Power Amplifier Characterization/Automation for Digital Predistortion (DPD) Metrics and Algorithm Validations
Tuesday, 24 January — 1:30pm – 2:30pm
Anis Ben Arfi
The imminent deployment of 5G networks combined with challenging technical specifications requires new and agile methods to optimize and validate the RF solutions. Particularly, developers of 5G RF Power Amplifiers (PAs) and front-end module technology often face difficult trade-off between device linearity and efficiency. To address the increased bandwidth and power efficiency requirements of 5G systems, today’s Small Cell and MIMO PAs are pushed to operate at non-linear regions. Hence, the need for Digital Pre-Distortion (DPD) to correct for the non-linearity and preserve the highly-efficient PA operation. The design of these efficient PAs needs to follow critical criteria to ensure linearizability (i.e the PA’s ability to be linearized by applying predistortion). For this reason, at ADI, we perform a thorough PA characterization to verify the aforementioned criteria. However, PA characterization is a delicate and lengthy routine which needs to be automated. In fact, we are looking to evaluate significant number of PAs provided by ADI costumers and partner PA vendors. The PA characterization’s main purpose is to ensure that ADI DPD algorithms can handle the large set of PAs used by our customers. With the increasing number of new PAs to be tested, an automation of the PA characterization process becomes necessary in order to perform this characterization in shorter time periods.
The first part of this short course, will lay the foundation of the PA behavior and the DPD metrics used to evaluate its linearizability. Afterwards, the PA characterization process will be presented along with examples of PA reports provided by ADI to customers.
The second part of the short course will touch on the automated test-bench solution developed to perform power and frequency sweeps. The setup was developed using LabView to automate the test equipment and perform RF pulsed and modulated measurements. Similarly, the KeySight PNA-X automation work will be introduced. The PNA-X is used to measure the PA gain flatness over frequency, AM/AM, AM/PM and two-tone response. Finally, the short course will showcase the performance obtained using ADI transceiver boards linearizing various PAs and will discuss the best practices to obtain accurate results.
Linearization of Power Amplifiers used in Radio Frequency (RF) Transmitters
Wednesday, 25 January — 1:30pm – 2:30pm
R. Neil Braithwaite
This short course reviews techniques used to linearize nonlinear power amplifiers (PAs) used in wireless transmission. It begins with an overview of wireless communications including data throughput and the key components within a transmitter. The primary focus is on the power amplifier, which often behaves in a nonlinear fashion.

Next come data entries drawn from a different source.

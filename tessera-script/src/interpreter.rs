//! Tree-walking evaluator for handler snippets
//!
//! Identifiers are resolved in this order: locals declared inside the
//! snippet (including arrow function parameters), then the [`Environment`]
//! the snippet runs against, then the built-in library. Assignments to
//! names nobody owns define a snippet-level local.
//!
//! Evaluation is asynchronous so a snippet can suspend at `await` and
//! resume at exactly that point later. A snippet without any pending
//! future completes on its first poll.

use crate::ast::{
    ArrowBody, ArrowFunction, AssignOp, BinOp, DeclKind, Expr, LogicalOp, Program, Stmt,
    TemplatePart, UnOp,
};
use crate::builtins;
use crate::error::{Result, ScriptError, Span};
use crate::value::{NativeFn, Promise, Value, MAX_ARRAY_LENGTH};
use futures::future::{FutureExt, LocalBoxFuture};
use indexmap::IndexMap;
use std::cell::RefCell;
use std::collections::HashMap;
use std::fmt;
use std::rc::Rc;
use std::time::{Duration, Instant};
use tessera_types::ComponentId;

/// Maximum nesting of snippet function calls
const MAX_CALL_DEPTH: usize = 128;

/// Outcome of writing a name through an [`Environment`]
#[derive(Debug, Clone, Copy, PartialEq, Eq)]
pub enum Assignment {
    /// The environment stored the value
    Applied,
    /// The environment owns the name but refuses writes (reserved names)
    Ignored,
    /// The environment does not own the name
    Unowned,
}

/// The identifier surface a snippet runs against
///
/// `contains` must be answerable without resolving the name, so callers can
/// test ownership before paying for a lookup.
pub trait Environment {
    fn contains(&self, name: &str) -> bool;

    fn lookup(&self, name: &str) -> Result<Option<Value>>;

    fn assign(&self, name: &str, value: Value) -> Result<Assignment>;

    /// Read a property of a component view
    fn get_member(&self, component: &ComponentId, property: &str) -> Result<Value>;

    /// Write a property of a component view
    fn set_member(&self, component: &ComponentId, property: &str, value: Value) -> Result<()>;

    /// Invoke a runtime API operation by name
    fn call(&self, operation: &str, args: Vec<Value>) -> Result<Value>;
}

/// An environment that owns no names
#[derive(Debug, Default, Clone, Copy)]
pub struct EmptyEnvironment;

Compensation for PA nonlinearities, referred to as linearization, is covered in more detail. This includes the measurement of PA nonlinearities, models of nonlinearities (referred to as behavioral modelling), as well as digital and analog linearization. Digital predistortion is discussed along with estimator structures that make the compensation adaptive. Analog techniques reviewed include feedforward compensation and analog predistortion. Comparisons are made between the linearization approaches.
Wave-Matter Interaction at Millimeter-Wave Frequencies
Wednesday, 25 January — 3:30pm -4:30pm
Prof. Abbas Omarr
University of Magdeburg, Germany
Millimeter Wave mobile communication (5G and beyond) is associated with much lower radiation power and much shorter communication range. Millimeter Wavelengths suffer from very strong attenuation in water-rich substances limiting penetration into biological objects (e.g., human and animal bodies and plants) to just few tenths of a millimeter. Deeper inside the body the intensity is negligible making for greater safety compared to early mobile standards (3G and 4G). However, the safety of millimeter-wave radiation for 5G and beyond remains a public concern.
The physical concepts underlying the wave-matter interaction, particularly at millimeter-wave frequencies, are reviewed and discussed in this talk. Health hazard associated with electromagnetic wave exposures are then discussed. These can generally be categorized in ionizing and non-ionizing effects. Health impact of millimeter-wave exposures belong to the latter, and therefore can be either the direct increase in the body temperature or the indirect overloading of the biological processes responsible for the body thermal regulation.
Ionizing radiations are best described by quantizing the related electromagnetic field and dealing with the wave-matter interaction as collisions between highly localized photons and the material atoms, molecules, and/or chemical bonds. On the other hand, at wavelengths that are much larger than the atomic/molecular scale, a continuous spatial distribution of the electromagnetic wave is an adequate mathematical representation. The wave power-density is described by the Poynting vector, and the power transfer from the wave to the biological substances can be calculated with high precision using the concept of constitutive parameters (conductivity, permittivity, and permeability). These are macroscopic spectral quantities (moving spatial averages), which cannot account for special treatment of specific molecular-scale structures similar to that of, e.g., DNA strand. Millimeter Waves and even Tera-Hertz Waves belong to this category.